Nonetheless, let me suggest one message that Americans were sending: that they are tired of secretive, partisan government, where scoring off the opponent, feathering one's nest and engorging one's campaign contributors are seen as the highest goods. I don't mean to suggest that voters want some sort of mushy can't-we-all-get-along politics (or maybe I fear that as the end of blogs like this one), but I do believe that Americans reacted strongly against the kind of extremism, both in doctrine and tactics, that has characterized the present regime.
During the campaign a lot of observers complained that the Democrats had no unified platform, unmindful of the fact that the minority party--lacking a titular leader--never has a single-minded platform. (The cynic--me, for instance--will observe that Democrats seldom have a unified platform even when they are in the majority.) Those pundits made a deeper error, too. They failed to see that American voters are tired of litmus tests, tired of the very single-issue politics that we have grown so used to. The number of conservative, often pro-life candidates who ran as Democrats (and frequently won) is proof of that.

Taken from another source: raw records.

// Copyright (c) 2025-2026 Adrian Robinson. Licensed under the AGPL-3.0.
// See LICENSE file in the project root for full license text.

//! Storage contracts.
//!
//! - [`StorageBackend`]: what event sources and the read API depend on.
//!   Implemented by [`DirectStore`](super::direct::DirectStore) and
//!   [`BufferedStore`](super::buffered::BufferedStore).
//! - [`DurableStore`]: the relational source of truth (SQL or in-memory).
//! - [`BufferQueue`]: named FIFO lists in the fast shared store.
//! - [`EntryIndex`]: standalone secondary indexes kept beside the buffer.

use std::time::Duration;

use async_trait::async_trait;
use serde_json::{Map, Value};
use thiserror::Error;

use crate::entry::{CanonicalEntry, EntryType, NewEntry};

#[derive(Error, Debug)]
pub enum StorageError {
    #[error("Entry not found: {0}")]
    NotFound(String),
    #[error("Malformed entry: {0}")]
    Malformed(String),
    /// An entry with this id is already stored.
    #[error("Duplicate entry: {0}")]
    Duplicate(String),
    /// The backend refused the statement itself (constraint, size, syntax).
    /// Sending it again fails the same way.
    #[error("Rejected by storage backend: {0}")]
    Rejected(String),
    #[error("Serialization error: {0}")]
    Serialization(String),
    #[error("Storage backend error: {0}")]
    Backend(String),
    #[error("Storage backend unavailable: {0}")]
    Unavailable(String),
}

impl StorageError {
    /// Connectivity-class failures worth retrying with a fresh connection.
    pub fn is_transient(&self) -> bool {
        matches!(self, Self::Backend(_) | Self::Unavailable(_))
    }
}

impl From<serde_json::Error> for StorageError {
    fn from(err: serde_json::Error) -> Self {
        Self::Serialization(err.to_string())
    }
}

/// Listing filters. All set fields must match.
#[derive(Debug, Clone, Default, PartialEq, Eq)]
pub struct EntryFilter {
    pub entry_type: Option<EntryType>,
    pub tag: Option<String>,
    pub batch_id: Option<String>,
    pub family_hash: Option<String>,
}

impl EntryFilter {
    pub fn new() -> Self {
        Self::default()
    }

    #[must_use]
    pub fn entry_type(mut self, entry_type: EntryType) -> Self {
        self.entry_type = Some(entry_type);
        self
    }

    #[must_use]
    pub fn tag(mut self, tag: impl Into<String>) -> Self {
        self.tag = Some(tag.into());
        self
    }

    #[must_use]
    pub fn batch_id(mut self, batch_id: impl Into<String>) -> Self {
        self.batch_id = Some(batch_id.into());
        self
    }

    #[must_use]
    pub fn family_hash(mut self, family_hash: impl Into<String>) -> Self {
        self.family_hash = Some(family_hash.into());
        self
    }

    pub fn is_empty(&self) -> bool {
        self.entry_type.is_none()
            && self.tag.is_none()
            && self.batch_id.is_none()
            && self.family_hash.is_none()
    }

    /// In-process evaluation, used by the memory store.
    pub fn matches(&self, entry: &CanonicalEntry) -> bool {
        if let Some(ref ty) = self.entry_type {
            if &entry.entry_type != ty {
                return false;
            }
        }
        if let Some(ref tag) = self.tag {
            if !entry.has_tag(tag) {
                return false;
            }
        }
        if let Some(ref batch_id) = self.batch_id {
            if entry.batch_id.as_deref() != Some(batch_id.as_str()) {
                return false;
            }
        }
        if let Some(ref family_hash) = self.family_hash {
            if entry.family_hash.as_deref() != Some(family_hash.as_str()) {
                return false;
            }
        }
        true
    }
}

/// Result of deleting one bounded batch of expired entries.
#[derive(Debug, Default)]
pub struct ExpiredBatch {
    /// Rows actually removed from the durable store.
    pub removed: u64,
    /// The entries selected for removal (used to clean secondary indexes).
    pub entries: Vec<CanonicalEntry>,
}

/// Common contract over both capture backends.
#[async_trait]
pub trait StorageBackend: Send + Sync {
    /// Short name for logs and metrics ("direct", "buffered").
    fn name(&self) -> &'static str;

    /// Validate and record an entry.
    async fn write(&self, attrs: NewEntry) -> Result<CanonicalEntry, StorageError>;

    /// Merge later-arriving data into the newest `(batch_id, entry_type)` entry.
    ///
    /// A missing target is not an error; the update is dropped.
    async fn update_by_batch(
        &self,
        batch_id: &str,
        entry_type: &EntryType,
        payload_updates: Map<String, Value>,
    ) -> Result<(), StorageError>;

    /// `Ok(None)` when the id does not exist.
    async fn find(&self, id: &str) -> Result<Option<CanonicalEntry>, StorageError>;

    /// Like [`find`](Self::find) but a missing id is [`StorageError::NotFound`].
    async fn find_required(&self, id: &str) -> Result<CanonicalEntry, StorageError> {
        self.find(id)
            .await?
            .ok_or_else(|| StorageError::NotFound(id.to_string()))
    }

    /// Newest first. `page` is 1-indexed.
    async fn list(
        &self,
        filter: &EntryFilter,
        page: usize,
        per_page: usize,
        visible_only: bool,
    ) -> Result<Vec<CanonicalEntry>, StorageError>;

    async fn count(&self, filter: &EntryFilter, visible_only: bool) -> Result<u64, StorageError>;

    /// Every entry of the batch, oldest first.
    async fn entries_for_batch(&self, batch_id: &str) -> Result<Vec<CanonicalEntry>, StorageError>;

    /// Entries of the family, newest first.
    async fn entries_for_family(
        &self,
        family_hash: &str,
        page: usize,
        per_page: usize,
    ) -> Result<Vec<CanonicalEntry>, StorageError>;

    async fn family_count(&self, family_hash: &str) -> Result<u64, StorageError>;

    /// Full reset. Returns the number of durable entries removed.
    async fn delete_all(&self) -> Result<u64, StorageError>;

    /// Remove entries whose `occurred_at` is older than `now - horizon`.
    async fn delete_expired(&self, horizon: Duration) -> Result<u64, StorageError>;

    async fn is_ready(&self) -> bool;
}

/// The durable relational store: long-term source of truth for reads.
#[async_trait]
pub trait DurableStore: Send + Sync {
    /// Insert all entries in one transaction (all-or-nothing).
    async fn insert_batch(&self, entries: &[CanonicalEntry]) -> Result<usize, StorageError>;

    /// Merge `updates` into the most recently created entry matching
    /// `(batch_id, entry_type)`. Returns the updated entry, or `None` when
    /// there is no such entry.
    async fn merge_into_latest(
        &self,
        batch_id: &str,
        entry_type: &EntryType,
        updates: &Map<String, Value>,
    ) -> Result<Option<CanonicalEntry>, StorageError>;

    async fn get(&self, id: &str) -> Result<Option<CanonicalEntry>, StorageError>;

    /// Filtered query ordered by `occurred_at` descending.
    async fn query(
        &self,
        filter: &EntryFilter,
        visible_only: bool,
        limit: usize,
        offset: usize,
    ) -> Result<Vec<CanonicalEntry>, StorageError>;

    async fn count(&self, filter: &EntryFilter, visible_only: bool) -> Result<u64, StorageError>;

    /// All entries of a batch ordered by `occurred_at` ascending.
    async fn batch_entries(&self, batch_id: &str) -> Result<Vec<CanonicalEntry>, StorageError>;

    async fn delete_all(&self) -> Result<u64, StorageError>;

    /// Delete at most `limit` entries with `occurred_at < cutoff`.
    async fn delete_expired_batch(&self, cutoff: i64, limit: usize) -> Result<ExpiredBatch, StorageError>;

    /// Drop pooled connections so the next call starts fresh.
    async fn reconnect(&self) -> Result<(), StorageError> {
        Ok(())
    }

    async fn is_ready(&self) -> bool;
}

/// Named FIFO lists in the shared in-memory store.
///
/// `pop_batch` must be atomic so concurrent flush workers never see the same
/// record twice.
#[async_trait]
pub trait BufferQueue: Send + Sync {
    /// Append to the tail.
    async fn push(&self, key: &str, record: String) -> Result<(), StorageError>;

    /// Atomically remove up to `max` records from the head.
    async fn pop_batch(&self, key: &str, max: usize) -> Result<Vec<String>, StorageError>;

    /// Put records back at the head, preserving their order.
    async fn requeue_front(&self, key: &str, records: &[String]) -> Result<(), StorageError>;

    async fn len(&self, key: &str) -> Result<u64, StorageError>;

    /// Remove the given lists entirely.
    async fn clear(&self, keys: &[&str]) -> Result<(), StorageError>;

    async fn reconnect(&self) -> Result<(), StorageError> {
        Ok(())
    }

    async fn is_ready(&self) -> bool;
}

/// Standalone secondary indexes over durable entries.
///
/// Maintained by the flush path after durable writes and by retention after
/// deletes, so ids never outlive the entries they point at. Maintenance is
/// best effort; reads never depend on it and go to the durable store.
#[async_trait]
pub trait EntryIndex: Send + Sync {
    /// Add entries to the global, visible, type, batch, family and tag indexes.
    async fn index_entries(&self, entries: &[CanonicalEntry]) -> Result<(), StorageError>;

    /// Re-store a single entry after a payload merge.
    async fn refresh_entry(&self, entry: &CanonicalEntry) -> Result<(), StorageError>;

    /// Remove entries from every index that references them.
    async fn remove_entries(&self, entries: &[CanonicalEntry]) -> Result<(), StorageError>;

    /// Drop every index. Returns the number of ids that were indexed.
    async fn clear(&self) -> Result<u64, StorageError>;
}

It won't be easy or fun to work out a way for the Democratic Party to accommodate many interests, but it has done so before. If you don't remember the party that dominated American politics for almost almost thirty-five years, from 1933 to 1968, go back and take a look. You'll see segregationists and civil rights advocates, union members and business people (generally small businesspeople), internationalists and people who wanted America to mind its own business. They did not agree on every issue--all of them probably did not agree on any issue--but they found enough common ground to govern, and to bring this nation to its highest level of greatness so far.